Doğru ile Yanlışı Ayırmada Ölçü

27 2 0
                                    

İmam-ı Rabbani hazretleri buyurdu ki:
(Bir hükmün doğru veya yanlış olduğu Ehl-i sünnet âlimlerinin bildirdiklerine uygun olup olmamakla anlaşılır. Çünkü Ehl-i sünnet âlimlerinin bildirdiklerine uymayan her mana, her buluş kıymetsizdir, yanlıştır. Çünkü her sapık kimse, Kur'an-ı kerime ve hadis-i şeriflere uyduğunu iddia eder. Yarım aklı, kısa görüşü ile, bu kaynaklardan yanlış manalar çıkarır. Doğru yoldan kayar, felakete gider. Kur'an-ı kerimde mealen buyuruluyor ki:
(Kur'an-ı kerimde bildirilen misaller, çoğunu küfre sürüklediği gibi, çoğunu da hidayete ulaştırır.) [Bekara 26]

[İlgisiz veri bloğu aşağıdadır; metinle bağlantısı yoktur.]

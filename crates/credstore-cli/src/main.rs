//! # credstore CLI entry point
//!
//! Parses command-line arguments, resolves configuration, and dispatches
//! to subcommand handlers on a single-threaded tokio runtime.

use std::path::PathBuf;
use std::process::ExitCode;

use clap::{Parser, Subcommand};
use tracing_subscriber::EnvFilter;

use credstore_cli::config::CliConfig;
use credstore_cli::credential::{
    run_delete, run_find, run_get, run_init, run_insert, run_match, DeleteArgs, FindArgs, GetArgs,
    InsertArgs, MatchArgs,
};
use credstore_cli::keygen::{run_keygen, KeygenArgs};

/// Verifiable credential store over a local snapshot vault.
#[derive(Parser, Debug)]
#[command(name = "credstore", version, about, long_about = None)]
struct Cli {
    /// Enable verbose output. Repeat for more verbosity (-v, -vv, -vvv).
    #[arg(short, long, action = clap::ArgAction::Count, global = true)]
    verbose: u8,

    /// Vault snapshot file (overrides CREDSTORE_VAULT_PATH).
    #[arg(long, global = true)]
    vault: Option<PathBuf>,

    /// Vault controller and signer id (overrides CREDSTORE_CONTROLLER).
    #[arg(long, global = true)]
    controller: Option<String>,

    #[command(subcommand)]
    command: Commands,
}

#[derive(Subcommand, Debug)]
enum Commands {
    /// Create the vault snapshot and declare the credential indexes.
    Init,

    /// Store a credential.
    Insert(InsertArgs),

    /// Fetch a credential by id. Exits with 2 when none is stored.
    Get(GetArgs),

    /// List credentials matching a type / issuer / displayable filter.
    Find(FindArgs),

    /// Run a QueryByExample document.
    Match(MatchArgs),

    /// Delete a credential by id. Prints whether anything was removed.
    Delete(DeleteArgs),

    /// Generate an Ed25519 invocation signer seed.
    Keygen(KeygenArgs),
}

fn main() -> ExitCode {
    let cli = Cli::parse();

    // RUST_LOG wins over -v when set.
    let filter = EnvFilter::try_from_default_env().unwrap_or_else(|_| match cli.verbose {
        0 => EnvFilter::new("warn"),
        1 => EnvFilter::new("info"),
        2 => EnvFilter::new("debug"),
        _ => EnvFilter::new("trace"),
    });

    tracing_subscriber::fmt()
        .with_env_filter(filter)
        .with_target(false)
        .with_writer(std::io::stderr)
        .init();

    match run(cli) {
        Ok(code) => ExitCode::from(code),
        Err(e) => {
            tracing::error!("{e:#}");
            ExitCode::from(1)
        }
    }
}

fn run(cli: Cli) -> anyhow::Result<u8> {
    let config = CliConfig::from_env()?.with_overrides(cli.vault, cli.controller);
    tracing::debug!(?config, "resolved configuration");

    let runtime = tokio::runtime::Builder::new_current_thread()
        .enable_all()
        .build()?;

    runtime.block_on(async {
        match cli.command {
            Commands::Init => run_init(&config).await,
            Commands::Insert(args) => run_insert(&args, &config).await,
            Commands::Get(args) => run_get(&args, &config).await,
            Commands::Find(args) => run_find(&args, &config).await,
            Commands::Match(args) => run_match(&args, &config).await,
            Commands::Delete(args) => run_delete(&args, &config).await,
            Commands::Keygen(args) => run_keygen(&args, &config),
        }
    })
}

#[cfg(test)]
mod tests {
    use super::*;

    #[test]
    fn cli_parse_insert_with_meta_flags() {
        let cli = Cli::try_parse_from([
            "credstore",
            "insert",
            "vc.json",
            "--displayable",
            "true",
            "--doc-id",
            "z19",
        ])
        .unwrap();
        if let Commands::Insert(args) = cli.command {
            assert_eq!(args.credential, PathBuf::from("vc.json"));
            assert_eq!(args.displayable, Some(true));
            assert_eq!(args.doc_id.as_deref(), Some("z19"));
            assert!(args.meta.is_none());
        } else {
            panic!("expected insert");
        }
    }

    #[test]
    fn cli_parse_find_filters() {
        let cli = Cli::try_parse_from([
            "credstore",
            "find",
            "--type",
            "AlumniCredential",
            "--issuer",
            "did:example:u",
        ])
        .unwrap();
        if let Commands::Find(args) = cli.command {
            assert_eq!(args.credential_type.as_deref(), Some("AlumniCredential"));
            assert_eq!(args.issuer.as_deref(), Some("did:example:u"));
            assert!(args.displayable.is_none());
        } else {
            panic!("expected find");
        }
    }

    #[test]
    fn cli_parse_global_flags_after_subcommand() {
        let cli = Cli::try_parse_from([
            "credstore",
            "get",
            "urn:uuid:1",
            "--vault",
            "w.json",
            "-vv",
        ])
        .unwrap();
        assert_eq!(cli.verbose, 2);
        assert_eq!(cli.vault, Some(PathBuf::from("w.json")));
        assert!(matches!(cli.command, Commands::Get(ref a) if a.id == "urn:uuid:1"));
    }

    #[test]
    fn cli_parse_match_requires_query() {
        assert!(Cli::try_parse_from(["credstore", "match"]).is_err());
    }

    #[test]
    fn cli_parse_init_and_keygen() {
        let cli = Cli::try_parse_from(["credstore", "init"]).unwrap();
        assert!(matches!(cli.command, Commands::Init));
        let cli = Cli::try_parse_from(["credstore", "keygen", "--seed-only"]).unwrap();
        assert!(matches!(cli.command, Commands::Keygen(ref a) if a.seed_only));
    }
}
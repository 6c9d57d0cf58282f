//! Vault collaborator error types.

use crate::signer::SignerError;

/// Errors surfaced by a [`DocumentStore`](crate::DocumentStore) backend.
///
/// Every variant maps to an HTTP-like status via [`EdvError::status`] so
/// callers can classify failures the same way regardless of backend.
#[derive(Debug, thiserror::Error)]
pub enum EdvError {
    /// The vault rejected the request with a status code.
    #[error("vault {operation} returned {status}: {message}")]
    Status {
        operation: String,
        status: u16,
        message: String,
    },
    /// A unique index already holds this value.
    #[error("duplicate document: {attribute} = {value} is already indexed")]
    Duplicate { attribute: String, value: String },
    /// The invocation signer could not produce a signature.
    #[error("invocation signing failed: {0}")]
    Signer(#[from] SignerError),
    /// Snapshot file I/O failed.
    #[error("vault snapshot I/O error: {0}")]
    Io(#[from] std::io::Error),
    /// Snapshot (de)serialization failed.
    #[error("vault snapshot JSON error: {0}")]
    Json(#[from] serde_json::Error),
}

impl EdvError {
    /// Build a [`EdvError::Status`] error.
    pub fn status_error(operation: &str, status: u16, message: impl Into<String>) -> Self {
        Self::Status {
            operation: operation.to_string(),
            status,
            message: message.into(),
        }
    }

    /// HTTP-like status classification, when the failure carries one.
    pub fn status(&self) -> Option<u16> {
        match self {
            Self::Status { status, .. } => Some(*status),
            Self::Duplicate { .. } => Some(409),
            Self::Signer(_) => Some(401),
            Self::Io(_) | Self::Json(_) => None,
        }
    }

    /// `true` when the vault reported the target as absent (404).
    pub fn is_not_found(&self) -> bool {
        self.status() == Some(404)
    }

    /// `true` when the vault rejected a write as a duplicate (409).
    pub fn is_duplicate(&self) -> bool {
        self.status() == Some(409)
    }
}
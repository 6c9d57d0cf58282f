//! `credstore keygen`: generate an invocation signer seed.
//!
//! Prints the hex seed to export as `CREDSTORE_SIGNER_SEED` together with
//! the matching public key.

use anyhow::Result;
use clap::Args;
use credstore_edv::Ed25519Signer;
use rand::RngCore;
use zeroize::Zeroizing;

use crate::config::CliConfig;

/// Arguments for `credstore keygen`.
#[derive(Args, Debug)]
pub struct KeygenArgs {
    /// Print only the seed hex.
    #[arg(long)]
    pub seed_only: bool,
}

pub fn run_keygen(args: &KeygenArgs, config: &CliConfig) -> Result<u8> {
    let (seed_hex, signer) = generate(&config.controller);
    if args.seed_only {
        println!("{}", seed_hex.as_str());
    } else {
        let out = serde_json::json!({
            "id": config.controller,
            "seed": seed_hex.as_str(),
            "publicKey": signer.public_key_hex(),
        });
        println!("{}", serde_json::to_string_pretty(&out)?);
    }
    Ok(0)
}

fn generate(id: &str) -> (Zeroizing<String>, Ed25519Signer) {
    let mut seed = Zeroizing::new([0u8; 32]);
    rand::rngs::OsRng.fill_bytes(&mut *seed);
    let signer = Ed25519Signer::from_seed(id, &seed);
    (Zeroizing::new(hex::encode(&*seed)), signer)
}

#[cfg(test)]
mod tests {
    use super::*;

    #[test]
    fn generated_seed_reproduces_the_signer() {
        let (seed_hex, signer) = generate("did:example:holder");
        assert_eq!(seed_hex.len(), 64);
        let again = Ed25519Signer::from_seed_hex("did:example:holder", &seed_hex).unwrap();
        assert_eq!(again.public_key_hex(), signer.public_key_hex());
    }

    #[test]
    fn seeds_differ_between_runs() {
        let (a, _) = generate("x");
        let (b, _) = generate("x");
        assert_ne!(a.as_str(), b.as_str());
    }
}
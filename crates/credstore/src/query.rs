//! # Query by Example
//!
//! Translates declarative "query by example" requests into the flat
//! equality filters the vault understands.
//!
//! ## Expansion
//!
//! Each [`ExampleClause`] names one or more credential types and zero or
//! more trusted issuers. It expands to the cross product:
//!
//! | types      | trusted issuers | filters                    |
//! |------------|-----------------|----------------------------|
//! | `A`        | none            | `{A}`                      |
//! | `[A, B]`   | `[x, y]`        | `{A,x} {A,y} {B,x} {B,y}`  |
//!
//! A clause with no trusted issuers matches its types across any issuer.
//! Every clause becomes one vault request; the store dispatches them
//! concurrently and concatenates results in clause order.

use credstore_core::OneOrMany;
use serde::{Deserialize, Serialize};
use serde_json::{Map, Value};

use crate::error::StoreError;
use crate::record::FilterSpec;

/// The only supported outer query `type`.
pub const QUERY_BY_EXAMPLE: &str = "QueryByExample";

/// A parsed `match` query.
#[derive(Debug, Clone, PartialEq)]
pub enum Query {
    /// `{"type": "QueryByExample", "credentialQuery": ...}`.
    ByExample(ExampleQuery),
}

impl Query {
    /// Parse a JSON query document.
    ///
    /// Fails with [`StoreError::Configuration`] when `type` is missing or
    /// not `"QueryByExample"`, or when `credentialQuery` is missing, is not
    /// an object or array, or does not have the clause shape.
    pub fn from_value(value: &Value) -> Result<Self, StoreError> {
        let obj = value
            .as_object()
            .ok_or_else(|| StoreError::Configuration("query must be a JSON object".into()))?;

        match obj.get("type") {
            Some(Value::String(t)) if t == QUERY_BY_EXAMPLE => {}
            Some(Value::String(t)) => {
                return Err(StoreError::Configuration(format!(
                    "unsupported query type \"{t}\""
                )))
            }
            Some(other) => {
                return Err(StoreError::Configuration(format!(
                    "unsupported query type {other}"
                )))
            }
            None => {
                return Err(StoreError::Configuration(
                    "query \"type\" is required".into(),
                ))
            }
        }

        Ok(Self::ByExample(ExampleQuery::from_credential_query(
            obj.get("credentialQuery"),
        )?))
    }
}

/// `credentialQuery` of a `QueryByExample` request.
#[derive(Debug, Clone, PartialEq, Serialize, Deserialize)]
#[serde(rename_all = "camelCase")]
pub struct ExampleQuery {
    /// The clauses, each looked up separately.
    pub credential_query: OneOrMany<ExampleClause>,
}

impl ExampleQuery {
    /// A query over one clause or a list of clauses.
    pub fn new(clauses: impl Into<OneOrMany<ExampleClause>>) -> Self {
        Self {
            credential_query: clauses.into(),
        }
    }

    fn from_credential_query(raw: Option<&Value>) -> Result<Self, StoreError> {
        let raw = match raw {
            None | Some(Value::Null) => {
                return Err(StoreError::Configuration(
                    "\"credentialQuery\" is required".into(),
                ))
            }
            Some(v @ (Value::Object(_) | Value::Array(_))) => v,
            Some(_) => {
                return Err(StoreError::Configuration(
                    "\"credentialQuery\" must be an object or an array".into(),
                ))
            }
        };
        let credential_query = serde_json::from_value(raw.clone()).map_err(|e| {
            StoreError::Configuration(format!("invalid \"credentialQuery\": {e}"))
        })?;
        Ok(Self { credential_query })
    }

    /// Expand every clause into its filter list, in clause order.
    ///
    /// All clauses are validated before anything is returned, so a bad
    /// clause anywhere fails the whole query.
    pub fn expand(&self) -> Result<Vec<Vec<FilterSpec>>, StoreError> {
        self.credential_query
            .iter()
            .map(ExampleClause::criteria)
            .collect()
    }
}

/// One `{example, trustedIssuer?}` entry.
#[derive(Debug, Clone, Default, PartialEq, Serialize, Deserialize)]
#[serde(rename_all = "camelCase")]
pub struct ExampleClause {
    /// The credential shape to match.
    #[serde(default)]
    pub example: Example,
    /// Issuers to accept. Absent or empty accepts any issuer.
    #[serde(default, skip_serializing_if = "Option::is_none")]
    pub trusted_issuer: Option<OneOrMany<TrustedIssuer>>,
}

impl ExampleClause {
    /// A clause matching `types` from any issuer.
    pub fn of_type(types: impl Into<OneOrMany<String>>) -> Self {
        Self {
            example: Example {
                credential_type: Some(types.into()),
                extra: Map::new(),
            },
            trusted_issuer: None,
        }
    }

    /// Restrict the clause to the given issuer ids.
    pub fn trusting<I, S>(mut self, issuers: I) -> Self
    where
        I: IntoIterator<Item = S>,
        S: Into<String>,
    {
        let issuers: Vec<TrustedIssuer> = issuers.into_iter().map(TrustedIssuer::new).collect();
        self.trusted_issuer = Some(OneOrMany::Many(issuers));
        self
    }

    /// The type × issuer cross product for this clause.
    pub fn criteria(&self) -> Result<Vec<FilterSpec>, StoreError> {
        let types: Vec<&String> = match &self.example.credential_type {
            Some(types) if !types.is_empty() => types.iter().collect(),
            _ => {
                return Err(StoreError::Configuration(
                    "\"example.type\" is required".into(),
                ))
            }
        };

        let issuers = self
            .trusted_issuer
            .iter()
            .flatten()
            .map(|issuer| {
                issuer.id().ok_or_else(|| {
                    StoreError::NotSupported(format!(
                        "trusted issuer without a string \"id\": {}",
                        issuer.as_value()
                    ))
                })
            })
            .collect::<Result<Vec<&str>, _>>()?;

        let mut criteria = Vec::with_capacity(types.len() * issuers.len().max(1));
        for t in types {
            if issuers.is_empty() {
                criteria.push(FilterSpec::by_type(t.as_str()));
            } else {
                criteria.extend(
                    issuers
                        .iter()
                        .map(|issuer| FilterSpec::by_type(t.as_str()).with_issuer(*issuer)),
                );
            }
        }
        Ok(criteria)
    }
}

/// The `example` shape. Only `type` participates in matching; other fields
/// (`@context`, `credentialSubject`, ...) are kept but ignored.
#[derive(Debug, Clone, Default, PartialEq, Serialize, Deserialize)]
pub struct Example {
    /// One or more credential types.
    #[serde(rename = "type", default, skip_serializing_if = "Option::is_none")]
    pub credential_type: Option<OneOrMany<String>>,
    /// Remaining example fields.
    #[serde(flatten)]
    pub extra: Map<String, Value>,
}

/// An entry of `trustedIssuer`.
///
/// Held as raw JSON so that entries without a string `id` survive parsing
/// and are reported as [`StoreError::NotSupported`] during expansion.
#[derive(Debug, Clone, PartialEq, Serialize, Deserialize)]
#[serde(transparent)]
pub struct TrustedIssuer(Value);

impl TrustedIssuer {
    /// A trusted issuer entry `{"id": id}`.
    pub fn new(id: impl Into<String>) -> Self {
        let id: String = id.into();
        Self(serde_json::json!({ "id": id }))
    }

    /// The issuer id, when present and a string.
    pub fn id(&self) -> Option<&str> {
        self.0.get("id").and_then(Value::as_str)
    }

    /// The entry as written in the query.
    pub fn as_value(&self) -> &Value {
        &self.0
    }
}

Ehl-i sünnet âlimlerinin bildirdikleri manalar doğrudur, bunlara uymayanlar yanlıştır.)[Müjdeci Mektublar 286]
Dinde yetkili olmayan bir kimsenin din hakkında görüş beyan etmesi kesinlikle çok yanlıştır. Dindeki mesuliyeti bilseler, bilmedikleri konuda konuşmazlar.

Elbette her işi, o işin ehli, uzmanı daha iyi bilir. Bir doktor avukatın, avukat da doktorun işine karışmadığı gibi, din âlimlerinin işine de, başkaları karışamaz. Karışmak, haddini bilmemek olur, en hafif tâbirle terbiyesizlik, edepsizlik olur.

Bir işte uzman olmak demek diploma sahibi olmak demek değildir. Dinde söz sahibi olmak, yetkili bir âlimden icazet almak demektir. Günümüzdeki diplomalı ilahiyatçılarının da, İmam-ı a'zam, İmam-ı Şâfiî, İmam-ı Rabbani gibi yetkili Ehl-i sünnet âlimlerini tenkit etmeleri büyük felakettir. Herkes haddini bilmelidir!